----- Information shown -----
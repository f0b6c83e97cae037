// Copyright 2025 the Treescope Authors
// SPDX-License-Identifier: Apache-2.0 OR MIT

//! Single-pass dump decoding and the per-dimensionality field layouts.

use alloc::string::ToString;
use alloc::vec::Vec;
use core::str::FromStr;

use crate::error::DecodeError;
use crate::types::{AnyTree, Dim, LeafPoint, Region, Tree};

/// Field layout of one dump entry.
///
/// The layout differs per dimensionality, so each dimensionality gets its
/// own impl rather than one generic unpacking loop; mixing layouts silently
/// corrupts geometry. Producers write the min corner's fields first, then
/// the max corner's:
///
/// | entry         | fields                              |
/// |---------------|-------------------------------------|
/// | `Region<1>`   | `min max`                           |
/// | `Region<2>`   | `xmin ymin xmax ymax`               |
/// | `Region<3>`   | `xmin ymin zmin xmax ymax zmax`     |
/// | `LeafPoint<D>`| `D` coordinates                     |
pub trait FromFields: Sized {
    /// Number of whitespace-separated numeric fields per entry.
    const FIELDS: usize;

    /// Build an entry from exactly [`FIELDS`](Self::FIELDS) parsed fields.
    fn from_fields(fields: &[f64]) -> Self;
}

impl FromFields for Region<1> {
    const FIELDS: usize = 2;

    fn from_fields(f: &[f64]) -> Self {
        Self::new([f[0]], [f[1]])
    }
}

impl FromFields for Region<2> {
    const FIELDS: usize = 4;

    fn from_fields(f: &[f64]) -> Self {
        Self::new([f[0], f[1]], [f[2], f[3]])
    }
}

impl FromFields for Region<3> {
    const FIELDS: usize = 6;

    fn from_fields(f: &[f64]) -> Self {
        Self::new([f[0], f[1], f[2]], [f[3], f[4], f[5]])
    }
}

impl FromFields for LeafPoint<1> {
    const FIELDS: usize = 1;

    fn from_fields(f: &[f64]) -> Self {
        Self::new([f[0]])
    }
}

impl FromFields for LeafPoint<2> {
    const FIELDS: usize = 2;

    fn from_fields(f: &[f64]) -> Self {
        Self::new([f[0], f[1]])
    }
}

impl FromFields for LeafPoint<3> {
    const FIELDS: usize = 3;

    fn from_fields(f: &[f64]) -> Self {
        Self::new([f[0], f[1], f[2]])
    }
}

/// Decode a dump into a `D`-dimensional [`Tree`].
///
/// One forward pass, no backtracking: the header line gives the number of
/// branch levels `L`, the next `L` lines hold regions, and one more line
/// holds the leaf points. Exactly `L + 2` lines are consumed; anything after
/// them is ignored. Any structural problem aborts with a [`DecodeError`]
/// identifying the line, and no partial tree is returned.
///
/// Fields are separated by ASCII whitespace. Producers emit single spaces;
/// runs of spaces and tabs are deliberately accepted too, since the grammar
/// stays unambiguous and hand-edited dumps stay loadable.
pub fn decode<const D: usize>(src: &str) -> Result<Tree<D>, DecodeError>
where
    Region<D>: FromFields,
    LeafPoint<D>: FromFields,
{
    let mut lines = src.lines();
    let header = lines.next().ok_or(DecodeError::Empty)?;
    let leaf_level = parse_count(header.trim(), 1)?;
    let expected_lines = leaf_level.saturating_add(2);

    // The header is untrusted; an absurd level count must surface as
    // `Truncated` when the lines run out, not as an allocation failure here.
    let mut branches = Vec::with_capacity(leaf_level.min(1024));
    for level in 0..leaf_level {
        let line_no = level + 2;
        let line = lines.next().ok_or(DecodeError::Truncated {
            expected: expected_lines,
            found: line_no - 1,
        })?;
        branches.push(parse_entries::<Region<D>>(line, line_no)?);
    }

    let leaf_line_no = leaf_level + 2;
    let line = lines.next().ok_or(DecodeError::Truncated {
        expected: expected_lines,
        found: leaf_line_no - 1,
    })?;
    let leaves = parse_entries::<LeafPoint<D>>(line, leaf_line_no)?;

    Ok(Tree { branches, leaves })
}

/// Decode a dump with the dimensionality chosen at runtime.
pub fn decode_any(src: &str, dim: Dim) -> Result<AnyTree, DecodeError> {
    match dim {
        Dim::One => decode::<1>(src).map(AnyTree::One),
        Dim::Two => decode::<2>(src).map(AnyTree::Two),
        Dim::Three => decode::<3>(src).map(AnyTree::Three),
    }
}

/// Read and decode a dump file.
#[cfg(feature = "std")]
pub fn load<const D: usize>(path: impl AsRef<std::path::Path>) -> Result<Tree<D>, DecodeError>
where
    Region<D>: FromFields,
    LeafPoint<D>: FromFields,
{
    let src = std::fs::read_to_string(path)?;
    decode(&src)
}

/// Read and decode a dump file with the dimensionality chosen at runtime.
#[cfg(feature = "std")]
pub fn load_any(path: impl AsRef<std::path::Path>, dim: Dim) -> Result<AnyTree, DecodeError> {
    let src = std::fs::read_to_string(path)?;
    decode_any(&src, dim)
}

impl<const D: usize> FromStr for Tree<D>
where
    Region<D>: FromFields,
    LeafPoint<D>: FromFields,
{
    type Err = DecodeError;

    fn from_str(s: &str) -> Result<Self, DecodeError> {
        decode(s)
    }
}

fn parse_count(token: &str, line: usize) -> Result<usize, DecodeError> {
    token.parse().map_err(|_| DecodeError::InvalidCount {
        line,
        token: token.to_string(),
    })
}

fn parse_entries<E: FromFields>(line: &str, line_no: usize) -> Result<Vec<E>, DecodeError> {
    let mut tokens = line.split_ascii_whitespace();
    let declared = parse_count(tokens.next().unwrap_or(""), line_no)?;

    let fields = tokens
        .map(|token| {
            token.parse::<f64>().map_err(|_| DecodeError::InvalidNumber {
                line: line_no,
                token: token.to_string(),
            })
        })
        .collect::<Result<Vec<f64>, DecodeError>>()?;

    // checked_mul guards against absurd counts on 32-bit targets.
    let expected = declared
        .checked_mul(E::FIELDS)
        .filter(|&expected| expected == fields.len())
        .ok_or(DecodeError::FieldCount {
            line: line_no,
            declared,
            expected: declared.saturating_mul(E::FIELDS),
            found: fields.len(),
        })?;
    debug_assert_eq!(expected, fields.len());

    Ok(fields.chunks_exact(E::FIELDS).map(E::from_fields).collect())
}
-----
> **What you have to do**: Look for the line with "file with the dimensionality chosen at runtime." in the records above. Repeat it and each line after it exactly.

> **Your solution**:
/// Read and decode a dump file with the dimensionality chosen at runtime.
#[cfg(feature = "std")]
pub fn load_any(path: impl AsRef<std::path::Path>, dim: Dim) -> Result<AnyTree, DecodeError> {
    let src = std::fs::read_to_string(path)?;
    decode_any(&src, dim)
}

impl<const D: usize> FromStr for Tree<D>
where
    Region<D>: FromFields,
    LeafPoint<D>: FromFields,
{
    type Err = DecodeError;

    fn from_str(s: &str) -> Result<Self, DecodeError> {
        decode(s)
    }
}

fn parse_count(token: &str, line: usize) -> Result<usize, DecodeError> {
    token.parse().map_err(|_| DecodeError::InvalidCount {
        line,
        token: token.to_string(),
    })
}

fn parse_entries<E: FromFields>(line: &str, line_no: usize) -> Result<Vec<E>, DecodeError> {
    let mut tokens = line.split_ascii_whitespace();
    let declared = parse_count(tokens.next().unwrap_or(""), line_no)?;

    let fields = tokens
        .map(|token| {
            token.parse::<f64>().map_err(|_| DecodeError::InvalidNumber {
                line: line_no,
                token: token.to_string(),
            })
        })
        .collect::<Result<Vec<f64>, DecodeError>>()?;

    // checked_mul guards against absurd counts on 32-bit targets.
    let expected = declared
        .checked_mul(E::FIELDS)
        .filter(|&expected| expected == fields.len())
        .ok_or(DecodeError::FieldCount {
            line: line_no,
            declared,
            expected: declared.saturating_mul(E::FIELDS),
            found: fields.len(),
        })?;
    debug_assert_eq!(expected, fields.len());

    Ok(fields.chunks_exact(E::FIELDS).map(E::from_fields).collect())
}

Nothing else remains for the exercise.